Techno-follies
We have discovered that apparently our cellphones lose their sound-level settings if the battery is removed.
For some reason the display setting remains the same.
Our cellphones are like PCs. Every once in a while a function hangs and the battery has to be removed.
Fire them up, and they play a welcome-tune, mostly in full, but often aborted.
Same with shutdown.
Charging the phone isn’t supposed to play music at all, but sometimes it does. This is especially true of removal.
The other day, Linda’s phone wouldn’t shut off — it was hung — so we removed the battery.
That, of course, shut it off; we were back to Ground Zero — but Linda also noticed the ringer-volume was reduced.
Some time ago my phone had hung, requiring battery-removal, and for months the earpiece was barely audible — I’d have to trigger the speaker-phone. (I thought the phone was dying — it’s at least three years old.)
So last night (Wednesday, August 8, 2007), I set about resetting all the settings on our phones.
The ringer-volume is back to full blast on both our phones, as is the earpiece-volume.
It’s gotten so I can do this without the manual — it’s 44 fiddling the menu function.
And there were no steaming hairballs to speak of. It’s also gotten so I can reset my digital watch without the manual.
-2) Online-ordering follies:
Last night I decided to try ordering a new denim jacket online — my old one has gotten too big after losing weight, plus I’ve had occasional success with online ordering.
So first I Froogled “denim jacket,” and then narrowed to “Levi denim jacket.”
Fine; 89 bazilyun hits. I fired up the non-Macy’s and it showed me some store where I could order a jacket online.
Okay, guile and cunning here: copy/paste the web-address from FireFox into Internet-Explorer. Seems the web-designers set their sites up to work with IE — other browsers often tank.
Next move: take all the hyphens out of everything — hyphens often throw things for a loop.
Similarly: five-number zip only; adding the “plus-four” throws sites for a loop.
Okay; everything hunky-dory to not throw things into the ozone: “process order.”
Boom-zoom: “Please fix the part in red!”
Okay; there was a state scrolldown I didn’t notice, and it was still set on Alaska (there’s not a 14469 in Alaska). Change it to New York.
“Process order.”
Boom-zoom: “Please fix the part in red!”
“What are you talking about? I don’t even see a red part. There ain’t a red part!”
Start over. Now it has me ordering two Levi jackets. Delete one. Do the whole stinkin’ kabosh again from start-to-finish.
“Process order.”
Boom-zoom: “Please fix the part in red!”
“Oh for crying out loud! What’s supposed to take five-minutes is turning into an hour wrestling-match. Who designed this site?”

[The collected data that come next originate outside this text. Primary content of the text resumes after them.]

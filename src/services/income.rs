use serde::Deserialize;
use serde_json::Value;
use sqlx::PgPool;
use uuid::Uuid;

use crate::database::models::Income;
use crate::error::ApiError;

use super::{is_missing_str, is_missing_value, numeric_amount, parse_date};

/// Client input for creating an income record. Income stores `title` and
/// `note` under their own names (no remapping, unlike payables).
#[derive(Debug, Deserialize)]
#[serde(rename_all = "camelCase")]
pub struct CreateIncome {
    pub title: Option<String>,
    pub amount: Option<Value>,
    pub date: Option<String>,
    pub category: Option<String>,
    pub note: Option<String>,
}

fn missing_fields_of(input: &CreateIncome) -> Vec<&'static str> {
    let mut missing = Vec::new();
    if is_missing_str(input.title.as_deref()) {
        missing.push("title");
    }
    if is_missing_value(input.amount.as_ref()) {
        missing.push("amount");
    }
    if is_missing_str(input.date.as_deref()) {
        missing.push("date");
    }
    if is_missing_str(input.category.as_deref()) {
        missing.push("category");
    }
    missing
}

pub async fn list(pool: &PgPool, user_id: Uuid) -> Result<Vec<Income>, ApiError> {
    let records = sqlx::query_as::<_, Income>(
        "SELECT id, title, amount, date, category, note, user_id, created_at, updated_at
         FROM income WHERE user_id = $1 ORDER BY date DESC",
    )
    .bind(user_id)
    .fetch_all(pool)
    .await?;

    Ok(records)
}

pub async fn create(pool: &PgPool, user_id: Uuid, input: CreateIncome) -> Result<Income, ApiError> {
    let missing = missing_fields_of(&input);
    if !missing.is_empty() {
        return Err(ApiError::missing_fields(missing));
    }

    let amount = numeric_amount(input.amount.as_ref().unwrap_or(&Value::Null))?;
    let date = parse_date(input.date.as_deref().unwrap_or_default())?;

    let record = sqlx::query_as::<_, Income>(
        "INSERT INTO income (title, amount, date, category, note, user_id)
         VALUES ($1, $2, $3, $4, $5, $6)
         RETURNING id, title, amount, date, category, note, user_id, created_at, updated_at",
    )
    .bind(input.title)
    .bind(amount)
    .bind(date)
    .bind(input.category)
    .bind(input.note)
    .bind(user_id)
    .fetch_one(pool)
    .await?;

    Ok(record)
}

Linda came in, and we tried this-and-that. Ordered a third time (again delete the second jacket), and again “Please fix the part in red!”
I gave up. Macy’s got the sale.
Maybe the first site didn’t like autofill; I’ve had that happen. Copy/paste an e-mail address (or password) a second time and the site bombs.
-3) PayPal for MyFamblee.com:
Bill is crying that MyFamblee.com wants us to re-up again for FlagOut.
The thought comes to mind to PayPal it — after all, I’ve paid for two things with PayPal.
Nice idea; but it’s just asking for trouble.
Just print him a check and an envelope, and send him the six-bucks 20th century style.
Like ordering subs with a ‘pyooter, it’s worth a try; but I know how things go.
-4) Go figure........
I received an e-mail from SteadFast Cycles, where I am ordering a large Ducati-patch for the new Levi jacket.
Um, “Your payment has been received,” and then “Please send payment for your eBay purchase.”
We’re waiting (thrump-thrump). I e-mailed a response, but it bounced.